As America’s first national park, Yellowstone is home to some of the wildest, most beautiful terrain in the lower 48. Along with bubbling hotpots, blasting geysers and massive waterfalls, YNP delivers some of the most exciting and serene fishing in the Rocky Mountains. Whether you want to pack in for a multi-day trip or just wet a line right off the road, this fishing paradise has exactly what you need for a lifetime of adventure.
To start, you’ll need to get in. A weeklong pass runs $25—but if you plan on coming back, check out the “America the Beautiful” national parks pass for $80, which gets you into every park in the country for a year. Seniors over 62 years old qualify for a $10 lifetime pass.
Next, you’ll need a fishing license. A Wyoming or Montana license won’t cut it, so pick from an $18 three-day permit, a $25 seven-day permit or a $40 season-long permit, all available at any ranger station, visitor center and the Yellowstone Park General Store. Now that you’re legal, it’s time to hit the water.
Firehole River – West Entrance
When the season kicks off in late May, the Firehole is often the only game in town. Its banks feature beautiful open meadows and water warmed by the Park’s prolific geothermal activity. Since the river sees so much traffic, the fish get smart quick—you’ll need a nearly perfect cast and a great riffle if you want to find something on your hook. Nymphing will give you the best luck, but keep track of the caddis hatches that happen throughout June and later into the summer. Just enter at West Yellowstone and head south onto the Grand Loop, turning right where the Firehole meets the Madison. There are pull-offs for fishing access all the way down to Old Faithful.
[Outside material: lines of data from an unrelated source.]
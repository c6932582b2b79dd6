//! LLM request/response types
//!
//! Modeled on the chat-completions API: a system prompt plus ordered user
//! messages, answered with a single text completion.

use serde::{Deserialize, Serialize};
use tracing::debug;

/// Chat models accepted for rewriting
#[derive(Debug, Clone, Copy, Default, PartialEq, Eq, Serialize, Deserialize)]
pub enum Model {
    #[serde(rename = "gpt-4")]
    Gpt4,
    #[serde(rename = "gpt-4-32k")]
    Gpt4Context32k,
    #[default]
    #[serde(rename = "gpt-3.5-turbo")]
    Gpt35Turbo,
}

impl Model {
    /// Identifier sent to the API
    pub fn as_str(&self) -> &'static str {
        match self {
            Model::Gpt4 => "gpt-4",
            Model::Gpt4Context32k => "gpt-4-32k",
            Model::Gpt35Turbo => "gpt-3.5-turbo",
        }
    }
}

impl std::str::FromStr for Model {
    type Err = String;

    fn from_str(s: &str) -> Result<Self, Self::Err> {
        debug!(%s, "Model::from_str: called");
        match s.to_lowercase().as_str() {
            "gpt-4" => Ok(Self::Gpt4),
            "gpt-4-32k" => Ok(Self::Gpt4Context32k),
            "gpt-3.5-turbo" => Ok(Self::Gpt35Turbo),
            _ => Err(format!(
                "Unknown model: {}. Use: gpt-4, gpt-4-32k, or gpt-3.5-turbo",
                s
            )),
        }
    }
}

impl std::fmt::Display for Model {
    fn fmt(&self, f: &mut std::fmt::Formatter<'_>) -> std::fmt::Result {
        f.write_str(self.as_str())
    }
}

/// A completion request - everything needed for one LLM call
#[derive(Debug, Clone)]
pub struct CompletionRequest {
    /// Model identifier
    pub model: String,

    /// System prompt, fixed for a whole run
    pub system_prompt: String,

    /// User messages (one per batch when rewriting)
    pub messages: Vec<Message>,

    /// Max tokens for the response
    pub max_tokens: u32,

    /// Sampling temperature (0 for repeatable output)
    pub temperature: f32,
}

/// A message in the conversation
#[derive(Debug, Clone, PartialEq, Eq, Serialize, Deserialize)]
pub struct Message {
    pub role: Role,
    pub content: String,
}

impl Message {
    /// Create a user message
    pub fn user(text: impl Into<String>) -> Self {
        Self {
            role: Role::User,
            content: text.into(),
        }
    }
}

/// Message role
#[derive(Debug, Clone, Copy, PartialEq, Eq, Serialize, Deserialize)]
#[serde(rename_all = "lowercase")]
pub enum Role {
    User,
}

impl Role {
    pub fn as_str(&self) -> &'static str {
        match self {
            Role::User => "user",
        }
    }
}

/// Response from a completion request
#[derive(Debug, Clone)]
pub struct CompletionResponse {
    /// Text content (if any)
    pub content: Option<String>,

    /// Why the model stopped
    pub stop_reason: StopReason,

    /// Token usage for cost tracking
    pub usage: TokenUsage,
}

impl CompletionResponse {
    /// Response carrying only text, as produced by test doubles
    pub fn text(content: impl Into<String>) -> Self {
        Self {
            content: Some(content.into()),
            stop_reason: StopReason::EndTurn,
            usage: TokenUsage::default(),
        }
    }
}

/// Why the model stopped generating
#[derive(Debug, Clone, PartialEq, Eq)]
pub enum StopReason {
    EndTurn,
    MaxTokens,
    ContentFilter,
}

impl StopReason {
    /// Parse from an OpenAI `finish_reason`
    pub fn from_openai(s: &str) -> Self {
        match s {
            "length" => StopReason::MaxTokens,
            "content_filter" => StopReason::ContentFilter,
            _ => StopReason::EndTurn,
        }
    }
}

/// Token usage statistics
#[derive(Debug, Clone, Default, PartialEq, Eq)]
pub struct TokenUsage {
    pub input_tokens: u64,
    pub output_tokens: u64,
}

impl TokenUsage {
    pub fn total(&self) -> u64 {
        self.input_tokens + self.output_tokens
    }
}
When people dream of a picturesque fly fishing river, they’re probably imagining the Gibbon. Before it becomes the Madison, this river offers great meadow fishing as well as tighter mountain-style fishing further up the road. Take a day to find out which type is your favorite. Caddis patterns as well as hoppers tend to receive a great response. Head east from the West Yellowstone entrance and don’t stop until you find your perfect spot.
Lamar River – Northeast Entrance
The Lamar is a perfect choice for later in the season, when its waters clear around later July. There’s plenty of water to choose from, thanks to easy access and a great trail system. A ton of different hatches take place over the summer months and hoppers always seem to do the trick, no matter what the bug du jour might be. You can get there by heading southeast from Gardiner or southwest from Cooke City.
Madison River – West Entrance
The world-famous Madison is born within the Park’s borders, and offers great fishing when the season opens. Following the road, this stretch has gorgeous grassy meadows known for some of the best wildlife viewing around. Alongside rainbows and browns, get ready to hook up with plenty of whitefish. Ask the local shops in West Yellowstone what’s hatching, then head east into the Park.
Yellowstone Lake – West Entrance
Is you want big fish, you’ve gotta head to big water—some of the most impressive cutthroat in the Park have come out of this lake. Woolly Buggers are a great choice for this water, as well as leeches. It can get windy here, so pack more layers than you think you’ll need. And if you feed your fly-fishing addiction via boat, take every safety precaution you can, since wind and waves can be dangerous. To get there, head southeast once you enter the Park at West Yellowstone.
Hooks must be barbless or debarbed. This might make landing them a little trickier, but the fish will appreciate it.
Tips and Tricks
Fishing season in the Park runs from the Saturday of Memorial Day weekend through the first Sunday of November.
It might sound counterintuitive, but you can’t fish at the Fishing Bridge near the east entrance. Declining numbers of trout caused Park officials to close the bridge to protect the spawning fish. You can look at the fish all you want, though.
All native fish (such as cutthroat, mountain whitefish or grayling) are catch-and-release only. Non-native fish, on the other hand, must be killed every time you hook up with one. But remember: This is grizzly country. Dispose of non-native fish in deep and/or fast-moving water. Tossing them on the riverbank can attract predators.
Bears and other wildlife may appear in areas frequented by people—even on trails, boardwalks and along roads. Never approach wildlife and remain at least 100 yards away from bears and wolves. Stay 25 yards away from all other wildlife like moose or bison.
- Carry bear spray and know how to use it.
- Don’t fish alone. Try to stay in a group of three or more.
- DON’T RUN if you encounter a bear.
Some of the world’s best fishing tucked away in the nation’s first national park—what more could you want? Just don’t forget to put the rod down every once and a while and soak in the beautiful wildlife, scenery and geysers.